- Supplied entries -
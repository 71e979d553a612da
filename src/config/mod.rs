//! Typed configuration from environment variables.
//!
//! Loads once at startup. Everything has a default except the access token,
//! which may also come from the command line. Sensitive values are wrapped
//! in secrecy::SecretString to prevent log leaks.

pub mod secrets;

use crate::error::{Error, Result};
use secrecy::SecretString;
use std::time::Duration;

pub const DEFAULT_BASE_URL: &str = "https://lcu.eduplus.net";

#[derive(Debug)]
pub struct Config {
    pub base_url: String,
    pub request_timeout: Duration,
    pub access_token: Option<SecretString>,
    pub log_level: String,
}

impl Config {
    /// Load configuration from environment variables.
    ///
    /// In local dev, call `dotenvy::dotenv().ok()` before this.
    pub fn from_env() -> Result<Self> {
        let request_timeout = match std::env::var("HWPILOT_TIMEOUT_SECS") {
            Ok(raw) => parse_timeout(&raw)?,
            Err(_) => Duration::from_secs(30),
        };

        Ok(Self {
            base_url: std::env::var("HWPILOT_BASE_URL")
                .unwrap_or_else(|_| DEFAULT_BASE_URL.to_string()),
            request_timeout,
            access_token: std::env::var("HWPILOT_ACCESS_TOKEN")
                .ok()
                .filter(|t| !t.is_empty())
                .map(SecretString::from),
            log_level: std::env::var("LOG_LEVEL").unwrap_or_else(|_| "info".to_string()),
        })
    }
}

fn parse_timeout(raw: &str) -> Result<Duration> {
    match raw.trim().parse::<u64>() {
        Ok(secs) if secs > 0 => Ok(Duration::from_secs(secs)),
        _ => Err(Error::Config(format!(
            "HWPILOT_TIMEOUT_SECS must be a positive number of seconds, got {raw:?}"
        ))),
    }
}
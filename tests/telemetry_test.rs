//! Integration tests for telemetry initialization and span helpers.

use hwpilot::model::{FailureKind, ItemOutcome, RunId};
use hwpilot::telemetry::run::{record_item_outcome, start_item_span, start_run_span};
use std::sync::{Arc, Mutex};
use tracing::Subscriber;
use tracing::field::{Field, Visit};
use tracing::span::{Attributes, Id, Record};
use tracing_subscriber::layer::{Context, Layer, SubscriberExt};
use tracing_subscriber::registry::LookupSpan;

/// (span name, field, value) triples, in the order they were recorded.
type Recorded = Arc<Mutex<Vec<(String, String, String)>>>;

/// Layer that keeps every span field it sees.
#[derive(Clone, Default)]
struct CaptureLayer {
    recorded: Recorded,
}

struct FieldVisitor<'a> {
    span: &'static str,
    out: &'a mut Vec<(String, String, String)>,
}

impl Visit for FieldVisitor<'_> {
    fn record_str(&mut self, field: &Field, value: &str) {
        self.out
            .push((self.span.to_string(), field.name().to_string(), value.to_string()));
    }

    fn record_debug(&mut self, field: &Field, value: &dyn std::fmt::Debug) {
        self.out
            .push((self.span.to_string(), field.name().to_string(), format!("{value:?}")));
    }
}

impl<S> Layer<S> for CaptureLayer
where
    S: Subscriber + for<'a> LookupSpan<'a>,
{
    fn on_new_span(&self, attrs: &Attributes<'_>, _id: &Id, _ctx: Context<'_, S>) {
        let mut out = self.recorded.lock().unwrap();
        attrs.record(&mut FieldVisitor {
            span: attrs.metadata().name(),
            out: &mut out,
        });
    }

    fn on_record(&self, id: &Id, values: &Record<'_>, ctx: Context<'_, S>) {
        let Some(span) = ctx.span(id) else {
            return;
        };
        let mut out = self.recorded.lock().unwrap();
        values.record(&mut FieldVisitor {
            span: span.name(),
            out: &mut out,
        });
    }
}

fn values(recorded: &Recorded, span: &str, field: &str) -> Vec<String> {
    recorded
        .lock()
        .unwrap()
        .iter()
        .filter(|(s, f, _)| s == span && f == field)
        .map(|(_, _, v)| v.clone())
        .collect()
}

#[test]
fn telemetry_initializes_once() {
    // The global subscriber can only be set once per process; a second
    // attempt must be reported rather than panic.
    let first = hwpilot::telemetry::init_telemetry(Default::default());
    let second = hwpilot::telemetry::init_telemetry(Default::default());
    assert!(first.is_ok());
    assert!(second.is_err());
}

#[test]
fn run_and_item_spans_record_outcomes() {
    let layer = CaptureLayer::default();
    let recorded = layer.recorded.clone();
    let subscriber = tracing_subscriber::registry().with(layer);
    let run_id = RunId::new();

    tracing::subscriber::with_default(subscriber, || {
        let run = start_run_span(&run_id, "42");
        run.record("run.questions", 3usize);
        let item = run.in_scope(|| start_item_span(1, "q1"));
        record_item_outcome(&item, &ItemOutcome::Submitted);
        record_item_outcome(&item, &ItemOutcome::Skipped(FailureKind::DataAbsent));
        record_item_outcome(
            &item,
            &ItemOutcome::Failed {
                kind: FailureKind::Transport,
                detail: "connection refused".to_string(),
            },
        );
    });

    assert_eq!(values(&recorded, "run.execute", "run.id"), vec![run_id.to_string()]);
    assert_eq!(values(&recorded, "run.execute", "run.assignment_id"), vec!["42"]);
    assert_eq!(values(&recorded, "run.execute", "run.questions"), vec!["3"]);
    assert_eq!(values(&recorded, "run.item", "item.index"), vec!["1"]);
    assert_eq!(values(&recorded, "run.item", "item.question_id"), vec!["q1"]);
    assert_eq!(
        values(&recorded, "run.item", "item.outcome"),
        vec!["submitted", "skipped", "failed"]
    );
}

- Problem description -
Determine how many lines in the listing above contain the word "ItemOutcome". Provide that figure only.

- Finished exercise -
4